Please output exactly the part of the records below that opens with the line containing "must share one" and closes with the line containing "rows.iter()", both lines included, and nothing else.

Segment Start: RECORDS SUPPLIED

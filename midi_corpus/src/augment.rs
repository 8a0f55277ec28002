// Transposition augmentation of chordwise rows.
//
// Each row's digit payload is padded with six silent pitches on both sides
// and a window of the original width is cut from the padded string at
// offsets 0 through 11. Offset 6 reproduces the input; offset 0 moves every
// pitch up six semitones, offset 11 moves it down five. Pitches pushed past
// either edge of the window are lost, and the vacated side is silent.
//
// The output keeps the twelve shifted copies as separate blocks in shift
// order. Callers that want the flat reference layout (all rows of shift 0,
// then all rows of shift 1, ...) use `AugmentedRows::to_rows`; the notewise
// encoder uses the blocks to keep its lookahead inside one copy.

use crate::chordwise::{self, ChordwiseRow};
use crate::error::EncodeError;

/// Number of transposed copies.
pub const SHIFTS: usize = 12;

/// Silent pitches padded onto each side of the payload before slicing.
/// Twice this is the largest slice offset, so every slice stays in bounds.
pub const PADDING: usize = SHIFTS / 2;

/// Twelve transposed copies of a row sequence, one block per shift.
#[derive(Debug, Clone, PartialEq, Eq)]
pub struct AugmentedRows {
    blocks: Vec<Vec<ChordwiseRow>>,
}

impl AugmentedRows {
    pub fn blocks(&self) -> &[Vec<ChordwiseRow>] {
        &self.blocks
    }

    pub fn block(&self, shift: usize) -> Option<&[ChordwiseRow]> {
        self.blocks.get(shift).map(Vec::as_slice)
    }

    /// Total number of rows across all blocks.
    pub fn len(&self) -> usize {
        self.blocks.iter().map(Vec::len).sum()
    }

    pub fn is_empty(&self) -> bool {
        self.len() == 0
    }

    /// Rows in shift order, blocks concatenated end to end.
    pub fn iter(&self) -> impl Iterator<Item = &ChordwiseRow> {
        self.blocks.iter().flatten()
    }

    /// Flatten into the concatenated reference layout.
    pub fn to_rows(&self) -> Vec<ChordwiseRow> {
        self.blocks.concat()
    }
}

/// Cut the width-preserving window at `offset` from the padded payload.
fn transpose_row(row: &ChordwiseRow, offset: usize, padding: &str) -> ChordwiseRow {
    let width = row.width();
    let mut padded = String::with_capacity(width + 2 * PADDING);
    padded.push_str(padding);
    padded.push_str(row.body());
    padded.push_str(padding);
    ChordwiseRow::from_parts(row.tag(), &padded[offset..offset + width])
}

/// Produce the twelve transposed copies of `rows`. All rows must share one
/// width.
pub fn augment(rows: &[ChordwiseRow]) -> Result<AugmentedRows, EncodeError> {
    chordwise::uniform_width(rows)?;
    let padding = "0".repeat(PADDING);
    let blocks = (0..SHIFTS)
        .map(|offset| {
            rows.iter()
                .map(|row| transpose_row(row, offset, &padding))
                .collect()
        })
        .collect();
    Ok(AugmentedRows { blocks })
}
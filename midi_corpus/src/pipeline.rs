// Batch pipeline: MIDI files in, chordwise and notewise corpora out.
//
// For each piece the MIDI source is parsed once. Then, for every
// (sample_freq, note window) configuration, the piece goes through
// grid encoding -> transposition augmentation -> notewise encoding, strictly
// in that order. The chordwise corpus gets the rows before augmentation; the
// notewise corpus gets the token stream of all twelve transpositions.
//
// Output paths are derived from an explicit root (`OutputLayout`), never from
// the process working directory:
//   <root>/chordwise/note_range<R>/sample_freq<F>/<composer>/<stem>.txt
//   <root>/notewise/note_range<R>/sample_freq<F>/<composer>/<stem>.txt
// where <composer> is the name of the directory holding the MIDI file.
//
// Pieces are independent and run in parallel on the rayon pool. Two pieces
// with the same composer and stem would share output files, so only the first
// in path order is encoded. A piece that collides, cannot be read, has no
// note content, exceeds the grid budget or cannot be written is logged and
// recorded in the `BatchReport`; the batch carries on. Encoder invariant
// violations abort the run.

use crate::augment::augment;
use crate::chordwise;
use crate::config::{EncodingConfig, RunConfig};
use crate::error::{EncodeError, PieceError, RunError};
use crate::event::Piece;
use crate::grid;
use crate::midi::read_midi;
use crate::notewise::{self, NotewiseEncoder};
use rayon::prelude::*;
use std::collections::HashMap;
use std::collections::hash_map::Entry;
use std::fs;
use std::path::{Path, PathBuf};
use tracing::{debug, info, warn};

/// Composer name for files with no enclosing directory.
const UNKNOWN_COMPOSER: &str = "unknown";

/// Both encodings of one piece at one configuration.
#[derive(Debug, Clone, PartialEq, Eq)]
pub struct Encoded {
    pub chordwise: String,
    pub notewise: String,
}

/// Run the full encoding pipeline for one piece and configuration.
pub fn encode_piece(piece: &Piece, config: &EncodingConfig) -> Result<Encoded, EncodeError> {
    let rows = grid::encode(piece, config)?;
    if rows.is_empty() {
        return Err(EncodeError::EmptyEncoding);
    }
    let augmented = augment(&rows)?;
    let tokens = NotewiseEncoder::new(config)?.encode_augmented(&augmented)?;
    Ok(Encoded {
        chordwise: chordwise::join(&rows),
        notewise: notewise::to_text(&tokens),
    })
}

/// Which of the two corpora a file belongs to.
#[derive(Debug, Clone, Copy, PartialEq, Eq)]
pub enum Corpus {
    Chordwise,
    Notewise,
}

impl Corpus {
    pub fn dir_name(self) -> &'static str {
        match self {
            Corpus::Chordwise => "chordwise",
            Corpus::Notewise => "notewise",
        }
    }
}

/// One MIDI file to encode.
#[derive(Debug, Clone, PartialEq, Eq)]
pub struct PieceJob {
    pub path: PathBuf,
    pub composer: String,
    pub stem: String,
}

impl PieceJob {
    pub fn new(path: impl Into<PathBuf>) -> Self {
        let path = path.into();
        let composer = path
            .parent()
            .and_then(Path::file_name)
            .map(|name| name.to_string_lossy().into_owned())
            .unwrap_or_else(|| UNKNOWN_COMPOSER.to_string());
        let stem = path
            .file_stem()
            .map(|stem| stem.to_string_lossy().into_owned())
            .unwrap_or_default();
        PieceJob {
            path,
            composer,
            stem,
        }
    }
}

/// Where output files go.
#[derive(Debug, Clone)]
pub struct OutputLayout {
    root: PathBuf,
}

impl OutputLayout {
    pub fn new(root: impl Into<PathBuf>) -> Self {
        OutputLayout { root: root.into() }
    }

    pub fn root(&self) -> &Path {
        &self.root
    }

    pub fn path(&self, corpus: Corpus, config: &EncodingConfig, job: &PieceJob) -> PathBuf {
        self.root
            .join(corpus.dir_name())
            .join(format!("note_range{}", config.note_range))
            .join(format!("sample_freq{}", config.sample_freq))
            .join(&job.composer)
            .join(format!("{}.txt", job.stem))
    }
}

/// Write `text` to `path`, creating parent directories.
pub fn write_text(path: &Path, text: &str) -> Result<(), PieceError> {
    let write = || -> std::io::Result<()> {
        if let Some(parent) = path.parent() {
            fs::create_dir_all(parent)?;
        }
        fs::write(path, text)
    };
    write().map_err(|source| PieceError::Write {
        path: path.to_path_buf(),
        source,
    })
}

fn is_midi(path: &Path) -> bool {
    path.extension()
        .and_then(|ext| ext.to_str())
        .is_some_and(|ext| ext.eq_ignore_ascii_case("mid") || ext.eq_ignore_ascii_case("midi"))
}

fn collect_midi(path: &Path, top_level: bool, out: &mut Vec<PathBuf>) -> Result<(), RunError> {
    let err = |source| RunError::Discover {
        path: path.to_path_buf(),
        source,
    };
    if fs::metadata(path).map_err(err)?.is_dir() {
        for entry in fs::read_dir(path).map_err(err)? {
            collect_midi(&entry.map_err(err)?.path(), false, out)?;
        }
    } else if top_level || is_midi(path) {
        out.push(path.to_path_buf());
    }
    Ok(())
}

/// Expand inputs into piece jobs. Directories are walked recursively for
/// `.mid`/`.midi` files; files named directly are taken as they are.
pub fn discover(inputs: &[PathBuf]) -> Result<Vec<PieceJob>, RunError> {
    let mut files = Vec::new();
    for input in inputs {
        collect_midi(input, true, &mut files)?;
    }
    files.sort();
    files.dedup();
    Ok(files.into_iter().map(PieceJob::new).collect())
}

/// A piece (or one configuration of it) that produced no output.
#[derive(Debug)]
pub struct Skipped {
    pub piece: PathBuf,
    pub reason: PieceError,
}

/// Outcome of a batch run.
#[derive(Debug, Default)]
pub struct BatchReport {
    pub written: Vec<PathBuf>,
    pub skipped: Vec<Skipped>,
}

impl BatchReport {
    fn skip(&mut self, job: &PieceJob, reason: PieceError) {
        warn!(piece = %job.path.display(), %reason, "skipping");
        self.skipped.push(Skipped {
            piece: job.path.clone(),
            reason,
        });
    }

    fn merge(&mut self, other: BatchReport) {
        self.written.extend(other.written);
        self.skipped.extend(other.skipped);
    }
}

fn write_encoded(
    layout: &OutputLayout,
    config: &EncodingConfig,
    job: &PieceJob,
    encoded: &Encoded,
) -> Result<Vec<PathBuf>, PieceError> {
    let mut written = Vec::with_capacity(2);
    for (corpus, text) in [
        (Corpus::Chordwise, &encoded.chordwise),
        (Corpus::Notewise, &encoded.notewise),
    ] {
        let path = layout.path(corpus, config, job);
        write_text(&path, text)?;
        written.push(path);
    }
    Ok(written)
}

/// Encode one piece at every configuration and write its files.
pub fn process_piece(
    job: &PieceJob,
    run: &RunConfig,
    encodings: &[EncodingConfig],
    layout: &OutputLayout,
) -> Result<BatchReport, RunError> {
    let mut report = BatchReport::default();
    let piece = match read_midi(&job.path, |channel| run.voice_for_channel(channel)) {
        Ok(piece) => piece,
        Err(err) => {
            report.skip(job, err.into());
            return Ok(report);
        }
    };
    debug!(piece = %job.path.display(), notes = piece.events.len(), "parsed");

    for config in encodings {
        match encode_piece(&piece, config) {
            Ok(encoded) => match write_encoded(layout, config, job, &encoded) {
                Ok(paths) => {
                    debug!(
                        piece = %job.path.display(),
                        sample_freq = config.sample_freq,
                        note_range = config.note_range,
                        chordwise_len = encoded.chordwise.len(),
                        notewise_len = encoded.notewise.len(),
                        "encoded"
                    );
                    report.written.extend(paths);
                }
                Err(err) => report.skip(job, err),
            },
            Err(EncodeError::EmptyEncoding) => report.skip(
                job,
                PieceError::EmptyEncoding {
                    sample_freq: config.sample_freq,
                    note_range: config.note_range,
                },
            ),
            Err(source) if source.exceeds_limits() => report.skip(
                job,
                PieceError::TooLarge {
                    sample_freq: config.sample_freq,
                    note_range: config.note_range,
                    source,
                },
            ),
            Err(source) => {
                return Err(RunError::Invariant {
                    piece: job.path.clone(),
                    source,
                });
            }
        }
    }

    if !report.written.is_empty() {
        info!(piece = %job.path.display(), files = report.written.len(), "done");
    }
    Ok(report)
}

/// Split jobs into those that own their output paths and those whose
/// (composer, stem) was already claimed by an earlier job. The later job of a
/// colliding pair is skipped.
fn claim_outputs<'a>(jobs: &'a [PieceJob], report: &mut BatchReport) -> Vec<&'a PieceJob> {
    let mut owners: HashMap<(&str, &str), &Path> = HashMap::new();
    let mut claimed = Vec::with_capacity(jobs.len());
    for job in jobs {
        match owners.entry((job.composer.as_str(), job.stem.as_str())) {
            Entry::Occupied(owner) => {
                let other = owner.get().to_path_buf();
                report.skip(job, PieceError::OutputCollision { other });
            }
            Entry::Vacant(slot) => {
                slot.insert(&job.path);
                claimed.push(job);
            }
        }
    }
    claimed
}

/// Encode every job in parallel. The configuration is validated before any
/// piece is read.
pub fn run_batch(
    jobs: &[PieceJob],
    run: &RunConfig,
    layout: &OutputLayout,
) -> Result<BatchReport, RunError> {
    run.validate()?;
    let encodings = run.encodings();
    let mut report = BatchReport::default();
    let claimed = claim_outputs(jobs, &mut report);
    let reports = claimed
        .par_iter()
        .map(|job| process_piece(job, run, &encodings, layout))
        .collect::<Result<Vec<_>, _>>()?;

    for piece_report in reports {
        report.merge(piece_report);
    }
    Ok(report)
}

#[cfg(test)]
mod tests {
    use super::*;
    use crate::event::NoteEvent;
    use std::num::NonZeroU32;

    fn quarters(total: u64, events: Vec<NoteEvent>) -> Piece {
        Piece::new(NonZeroU32::new(1).unwrap(), total, events)
    }

    #[test]
    fn test_encode_piece_outputs() {
        let config = EncodingConfig::new(1, 12, 60);
        let piece = quarters(
            1,
            vec![NoteEvent {
                pitch: 66,
                onset: 0,
                duration: 2,
                voice: 0,
            }],
        );
        let encoded = encode_piece(&piece, &config).unwrap();
        // Chordwise output is the untransposed grid.
        assert_eq!(encoded.chordwise, "p000000100000 p000000200000");
        // Twelve copies of a two-step note: offset 0 pushes pitch 6 out of
        // the window, offsets 1..=11 place it at 11 down to 1.
        let tokens = notewise::parse_text(&encoded.notewise).unwrap();
        let strikes = tokens
            .iter()
            .filter(|t| matches!(t, notewise::Token::Strike { .. }))
            .count();
        let ends = tokens
            .iter()
            .filter(|t| matches!(t, notewise::Token::End { .. }))
            .count();
        assert_eq!(strikes, 11);
        assert_eq!(ends, 11);
        assert!(encoded.notewise.starts_with("wait2 p11 wait1 endp11 wait1 p10"));
        assert!(encoded.notewise.ends_with("p1 wait1 endp1 wait1"));
    }

    #[test]
    fn test_empty_piece_is_empty_encoding() {
        let config = EncodingConfig::new(4, 38, 45);
        assert_eq!(
            encode_piece(&quarters(16, vec![]), &config),
            Err(EncodeError::EmptyEncoding)
        );
    }

    #[test]
    fn test_job_naming_and_layout() {
        let job = PieceJob::new("corpus/abba/dancing_queen.mid");
        assert_eq!(job.composer, "abba");
        assert_eq!(job.stem, "dancing_queen");
        let loose = PieceJob::new("song.midi");
        assert_eq!(loose.composer, UNKNOWN_COMPOSER);

        let layout = OutputLayout::new("/out");
        let config = EncodingConfig::new(12, 62, 33);
        assert_eq!(
            layout.path(Corpus::Notewise, &config, &job),
            Path::new("/out/notewise/note_range62/sample_freq12/abba/dancing_queen.txt")
        );
        assert_eq!(
            layout.path(Corpus::Chordwise, &config, &job),
            Path::new("/out/chordwise/note_range62/sample_freq12/abba/dancing_queen.txt")
        );
    }

    #[test]
    fn test_is_midi() {
        assert!(is_midi(Path::new("a/b.mid")));
        assert!(is_midi(Path::new("a/b.MIDI")));
        assert!(!is_midi(Path::new("a/b.txt")));
        assert!(!is_midi(Path::new("a/mid")));
    }

    #[test]
    fn test_invalid_config_rejected_before_work() {
        let mut run = RunConfig::default();
        run.sample_freqs = vec![0];
        let jobs = vec![PieceJob::new("does/not/exist.mid")];
        let result = run_batch(&jobs, &run, &OutputLayout::new("unused"));
        assert!(matches!(result, Err(RunError::Config(_))));
    }
}
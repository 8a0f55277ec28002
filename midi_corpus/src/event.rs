// Note events: the input to the grid encoder.
//
// A `Piece` is what a note source (see midi.rs) hands to the encoders: the
// note events of one score plus its total length. Times are kept exactly as
// integer ticks with the piece's ticks-per-quarter resolution, so
// quantization onto a grid of `sample_freq` steps per quarter note is exact
// integer arithmetic: `floor(ticks / tpq * sample_freq)`.

use serde::{Deserialize, Serialize};
use std::num::NonZeroU32;

/// One sounding note (one pitch of a chord counts as its own note).
#[derive(Debug, Clone, Copy, PartialEq, Eq, Hash, Serialize, Deserialize)]
pub struct NoteEvent {
    /// MIDI pitch number. Signed so that offset arithmetic can go negative.
    pub pitch: i32,
    /// Start time in ticks.
    pub onset: u64,
    /// Length in ticks.
    pub duration: u64,
    /// Voice id, an index into the run's voice table.
    pub voice: usize,
}

/// The note content of one score.
#[derive(Debug, Clone, PartialEq, Eq)]
pub struct Piece {
    /// Ticks per quarter note.
    pub ticks_per_quarter: NonZeroU32,
    /// Total length of the score in ticks.
    pub total_duration: u64,
    /// Notes in source order. The grid encoder applies them in this order,
    /// so a later note wins when two notes claim the same cell.
    pub events: Vec<NoteEvent>,
}

impl Piece {
    pub fn new(ticks_per_quarter: NonZeroU32, total_duration: u64, events: Vec<NoteEvent>) -> Self {
        Piece {
            ticks_per_quarter,
            total_duration,
            events,
        }
    }

    /// Quantize a tick count onto a grid with `sample_freq` steps per
    /// quarter note, rounding down. `None` when the step count does not fit
    /// in a `usize`.
    pub fn to_steps(&self, ticks: u64, sample_freq: u32) -> Option<usize> {
        let steps = u128::from(ticks) * u128::from(sample_freq)
            / u128::from(self.ticks_per_quarter.get());
        usize::try_from(steps).ok()
    }

    /// Number of grid timesteps needed to cover the piece.
    pub fn max_time_step(&self, sample_freq: u32) -> Option<usize> {
        self.to_steps(self.total_duration, sample_freq)?.checked_add(1)
    }

    pub fn is_empty(&self) -> bool {
        self.events.is_empty()
    }
}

Segment End: RECORDS SUPPLIED

(SOLUTION):
/// Produce the twelve transposed copies of `rows`. All rows must share one
/// width.
pub fn augment(rows: &[ChordwiseRow]) -> Result<AugmentedRows, EncodeError> {
    chordwise::uniform_width(rows)?;
    let padding = "0".repeat(PADDING);
    let blocks = (0..SHIFTS)
        .map(|offset| {
            rows.iter()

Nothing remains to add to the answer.